*Assigned task*
Up to and including the line with "#![allow(dead_code)]", output the records exactly as they appear.

*Exercise material*
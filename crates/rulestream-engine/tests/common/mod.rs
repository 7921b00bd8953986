//! Mock collaborators for engine tests
//!
//! Configurable executors and stores with call counters for driving the
//! enforcer and dispatcher through failure and recovery paths.

#![allow(dead_code)]

use async_trait::async_trait;
use parking_lot::Mutex;
use rulestream_core::{
    ActionExecutor, EnforcementKey, EnforcementStore, Error, FinalizeOutcome, InsertOutcome,
    Result, Rule, RuleEnforcement, SubmissionError, TriggerInstance,
};
use rulestream_engine::{
    Dispatcher, EngineConfig, InMemoryEnforcementStore, InMemoryQueue, RetryPolicy,
};
use rulestream_telemetry::{OutcomeEvent, OutcomeKind, OutcomeSink};
use serde_json::{json, Map, Value};
use std::collections::{HashSet, VecDeque};
use std::sync::atomic::{AtomicBool, AtomicU32, Ordering};
use std::sync::Arc;
use std::time::Duration;
use tokio::sync::{Notify, Semaphore};
use tokio_util::sync::CancellationToken;

pub const TRIGGER: &str = "core.st2.generic";

/// A configurable mock executor for testing
#[derive(Default)]
pub struct MockExecutor {
    /// Results returned before submissions start succeeding
    script: Mutex<VecDeque<SubmissionError>>,
    /// Actions that always fail permanently
    broken_actions: HashSet<String>,
    /// When set, each submission waits for a permit
    gate: Option<Arc<Semaphore>>,
    entered: Arc<Notify>,
    call_count: AtomicU32,
    accepted: Mutex<Vec<(EnforcementKey, String, Map<String, Value>)>>,
}

impl MockExecutor {
    pub fn new() -> Self {
        Self::default()
    }

    /// Fail the next submissions with these errors, in order
    pub fn with_failures(self, failures: Vec<SubmissionError>) -> Self {
        *self.script.lock() = failures.into();
        self
    }

    /// Fail every submission of `action_ref` permanently
    pub fn with_broken_action(mut self, action_ref: &str) -> Self {
        self.broken_actions.insert(action_ref.to_string());
        self
    }

    /// Hold submissions until [`MockExecutor::release`] is called
    pub fn gated(mut self) -> Self {
        self.gate = Some(Arc::new(Semaphore::new(0)));
        self
    }

    /// An execution that exists before the test starts
    pub fn with_existing_execution(self, cause: EnforcementKey, execution_id: &str) -> Self {
        self.accepted
            .lock()
            .push((cause, execution_id.to_string(), Map::new()));
        self
    }

    pub fn release(&self, submissions: usize) {
        if let Some(gate) = &self.gate {
            gate.add_permits(submissions);
        }
    }

    /// Wait until a submission has started
    pub async fn entered(&self) {
        self.entered.notified().await;
    }

    /// Get the number of times submit was called
    pub fn call_count(&self) -> u32 {
        self.call_count.load(Ordering::SeqCst)
    }

    /// Accepted executions, pre-seeded ones included
    pub fn accepted(&self) -> Vec<(EnforcementKey, String, Map<String, Value>)> {
        self.accepted.lock().clone()
    }

    pub fn accepted_causes(&self) -> Vec<EnforcementKey> {
        self.accepted.lock().iter().map(|(k, _, _)| k.clone()).collect()
    }
}

#[async_trait]
impl ActionExecutor for MockExecutor {
    async fn submit(
        &self,
        action_ref: &str,
        parameters: &Map<String, Value>,
        cause: &EnforcementKey,
    ) -> std::result::Result<String, SubmissionError> {
        let n = self.call_count.fetch_add(1, Ordering::SeqCst) + 1;
        self.entered.notify_one();

        if let Some(gate) = &self.gate {
            let permit = gate
                .acquire()
                .await
                .map_err(|_| SubmissionError::transient("gate closed"))?;
            permit.forget();
        }

        if self.broken_actions.contains(action_ref) {
            return Err(SubmissionError::permanent(format!(
                "action '{}' is not registered",
                action_ref
            )));
        }
        if let Some(error) = self.script.lock().pop_front() {
            return Err(error);
        }

        let execution_id = format!("exec-{}", n);
        self.accepted
            .lock()
            .push((cause.clone(), execution_id.clone(), parameters.clone()));
        Ok(execution_id)
    }

    async fn find_execution(
        &self,
        cause: &EnforcementKey,
    ) -> std::result::Result<Option<String>, SubmissionError> {
        Ok(self
            .accepted
            .lock()
            .iter()
            .find(|(k, _, _)| k == cause)
            .map(|(_, id, _)| id.clone()))
    }
}

/// Enforcement store whose `finalize` can be made to fail
#[derive(Default)]
pub struct FlakyStore {
    inner: InMemoryEnforcementStore,
    fail_finalize: AtomicBool,
    finalize_failures: AtomicU32,
}

impl FlakyStore {
    pub fn new() -> Self {
        Self::default()
    }

    /// Fail the next `finalize` call
    pub fn fail_next_finalize(&self) {
        self.fail_finalize.store(true, Ordering::SeqCst);
    }

    pub fn finalize_failures(&self) -> u32 {
        self.finalize_failures.load(Ordering::SeqCst)
    }

    pub fn inner(&self) -> &InMemoryEnforcementStore {
        &self.inner
    }
}

#[async_trait]
impl EnforcementStore for FlakyStore {
    async fn insert_if_absent(&self, record: RuleEnforcement) -> Result<InsertOutcome> {
        self.inner.insert_if_absent(record).await
    }

    async fn get(&self, key: &EnforcementKey) -> Result<Option<RuleEnforcement>> {
        self.inner.get(key).await
    }

    async fn reclaim_stale(
        &self,
        key: &EnforcementKey,
        stale_before: chrono::DateTime<chrono::Utc>,
    ) -> Result<Option<RuleEnforcement>> {
        self.inner.reclaim_stale(key, stale_before).await
    }

    async fn finalize(&self, record: RuleEnforcement) -> Result<FinalizeOutcome> {
        if self.fail_finalize.swap(false, Ordering::SeqCst) {
            self.finalize_failures.fetch_add(1, Ordering::SeqCst);
            return Err(Error::store("write timed out"));
        }
        self.inner.finalize(record).await
    }

    async fn list_for_trigger_instance(
        &self,
        trigger_instance_id: &str,
    ) -> Result<Vec<RuleEnforcement>> {
        self.inner.list_for_trigger_instance(trigger_instance_id).await
    }
}

/// Collects every published outcome
#[derive(Default)]
pub struct RecordingSink {
    events: Mutex<Vec<OutcomeEvent>>,
}

impl RecordingSink {
    pub fn events(&self) -> Vec<OutcomeEvent> {
        self.events.lock().clone()
    }

    pub fn count(&self, kind: OutcomeKind) -> usize {
        self.events.lock().iter().filter(|e| e.kind == kind).count()
    }
}

impl OutcomeSink for RecordingSink {
    fn publish(&self, event: &OutcomeEvent) {
        self.events.lock().push(event.clone());
    }
}

/// Engine config with no waiting between retries
pub fn fast_config(workers: usize) -> EngineConfig {
    EngineConfig {
        workers,
        enforcement_concurrency: 4,
        submission_timeout_ms: 1_000,
        submission_retry: RetryPolicy::immediate(5),
        matching_retry: RetryPolicy::immediate(1),
        redelivery_delay_ms: 10,
        max_redelivery_delay_ms: 10,
        index_refresh_secs: 3600,
        ..Default::default()
    }
}

pub fn severity_rule(id: &str, threshold: i64, action_ref: &str) -> Rule {
    Rule::new("monitoring", id, TRIGGER, action_ref)
        .with_id(id)
        .with_criterion(
            "trigger.severity",
            rulestream_core::Predicate::new(rulestream_core::Operator::GreaterThan, threshold),
        )
        .with_parameter("message", "{{ trigger.host }} at severity {{ trigger.severity }}")
}

pub fn event(id: &str, host: &str, severity: i64) -> TriggerInstance {
    TriggerInstance::new(TRIGGER, json!({"host": host, "severity": severity})).with_id(id)
}

/// Run the dispatcher until every published instance is acked or
/// dead-lettered, then shut it down
pub async fn run_until_settled(dispatcher: Arc<Dispatcher>, queue: Arc<InMemoryQueue>) {
    let cancel = CancellationToken::new();
    let handle = tokio::spawn(dispatcher.run(cancel.clone()));

    let settled = tokio::time::timeout(Duration::from_secs(10), async {
        while !queue.stats().is_settled() {
            tokio::time::sleep(Duration::from_millis(5)).await;
        }
    })
    .await;

    cancel.cancel();
    handle
        .await
        .expect("dispatcher task panicked")
        .expect("dispatcher failed");
    assert!(settled.is_ok(), "queue did not settle: {:?}", queue.stats());
}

*Written reply*
filename crates/rulestream-engine/tests/common/mod.rs
repository 7921b00bd8953986
//! Mock collaborators for engine tests
//!
//! Configurable executors and stores with call counters for driving the
//! enforcer and dispatcher through failure and recovery paths.

#![allow(dead_code)]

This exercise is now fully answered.